■ Stored data
- - - - -

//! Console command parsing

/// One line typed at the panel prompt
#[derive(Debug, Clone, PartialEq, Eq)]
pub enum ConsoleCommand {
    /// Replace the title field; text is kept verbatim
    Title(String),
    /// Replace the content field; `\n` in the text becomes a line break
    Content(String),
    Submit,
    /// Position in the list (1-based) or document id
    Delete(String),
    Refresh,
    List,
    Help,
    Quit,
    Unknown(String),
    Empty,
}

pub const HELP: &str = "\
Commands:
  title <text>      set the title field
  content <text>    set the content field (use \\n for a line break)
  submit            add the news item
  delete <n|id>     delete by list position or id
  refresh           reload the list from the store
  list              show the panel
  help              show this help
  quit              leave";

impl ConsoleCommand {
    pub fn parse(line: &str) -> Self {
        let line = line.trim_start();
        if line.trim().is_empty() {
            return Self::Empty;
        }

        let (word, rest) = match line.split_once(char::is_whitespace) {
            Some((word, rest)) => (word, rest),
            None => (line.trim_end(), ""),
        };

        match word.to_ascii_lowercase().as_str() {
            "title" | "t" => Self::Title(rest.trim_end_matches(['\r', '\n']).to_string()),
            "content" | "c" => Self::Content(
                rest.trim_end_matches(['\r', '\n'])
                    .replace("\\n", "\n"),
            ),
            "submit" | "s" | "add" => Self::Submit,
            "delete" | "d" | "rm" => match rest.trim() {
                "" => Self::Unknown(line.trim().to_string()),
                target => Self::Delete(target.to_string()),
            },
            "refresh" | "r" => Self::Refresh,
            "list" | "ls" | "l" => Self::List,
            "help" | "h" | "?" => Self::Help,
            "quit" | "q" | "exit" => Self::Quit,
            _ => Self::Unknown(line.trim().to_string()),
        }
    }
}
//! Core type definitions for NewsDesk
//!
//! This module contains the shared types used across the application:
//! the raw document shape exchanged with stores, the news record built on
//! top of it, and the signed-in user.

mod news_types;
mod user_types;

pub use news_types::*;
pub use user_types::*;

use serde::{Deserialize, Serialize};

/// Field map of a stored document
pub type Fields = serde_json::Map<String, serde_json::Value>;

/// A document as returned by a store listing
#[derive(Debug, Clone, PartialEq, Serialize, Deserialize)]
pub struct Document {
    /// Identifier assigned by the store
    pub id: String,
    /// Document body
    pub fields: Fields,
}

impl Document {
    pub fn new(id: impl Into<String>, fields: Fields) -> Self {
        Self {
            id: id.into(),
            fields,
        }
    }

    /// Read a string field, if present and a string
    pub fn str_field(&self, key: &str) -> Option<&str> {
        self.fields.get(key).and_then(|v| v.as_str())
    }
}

- - - - -

■ TASK ITEM
Take the stretch of lines above from the one containing "show this help" through the one containing "pub type Fields" and repeat it exactly, adding no other line.

■ FINAL ANSWER
  help              show this help
  quit              leave";

impl ConsoleCommand {
    pub fn parse(line: &str) -> Self {
        let line = line.trim_start();
        if line.trim().is_empty() {
            return Self::Empty;
        }

        let (word, rest) = match line.split_once(char::is_whitespace) {
            Some((word, rest)) => (word, rest),
            None => (line.trim_end(), ""),
        };

        match word.to_ascii_lowercase().as_str() {
            "title" | "t" => Self::Title(rest.trim_end_matches(['\r', '\n']).to_string()),
            "content" | "c" => Self::Content(
                rest.trim_end_matches(['\r', '\n'])
                    .replace("\\n", "\n"),
            ),
            "submit" | "s" | "add" => Self::Submit,
            "delete" | "d" | "rm" => match rest.trim() {
                "" => Self::Unknown(line.trim().to_string()),
                target => Self::Delete(target.to_string()),
            },
            "refresh" | "r" => Self::Refresh,
            "list" | "ls" | "l" => Self::List,
            "help" | "h" | "?" => Self::Help,
            "quit" | "q" | "exit" => Self::Quit,
            _ => Self::Unknown(line.trim().to_string()),
        }
    }
}
//! Core type definitions for NewsDesk
//!
//! This module contains the shared types used across the application:
//! the raw document shape exchanged with stores, the news record built on
//! top of it, and the signed-in user.

mod news_types;
mod user_types;

pub use news_types::*;
pub use user_types::*;

use serde::{Deserialize, Serialize};

/// Field map of a stored document
pub type Fields = serde_json::Map<String, serde_json::Value>;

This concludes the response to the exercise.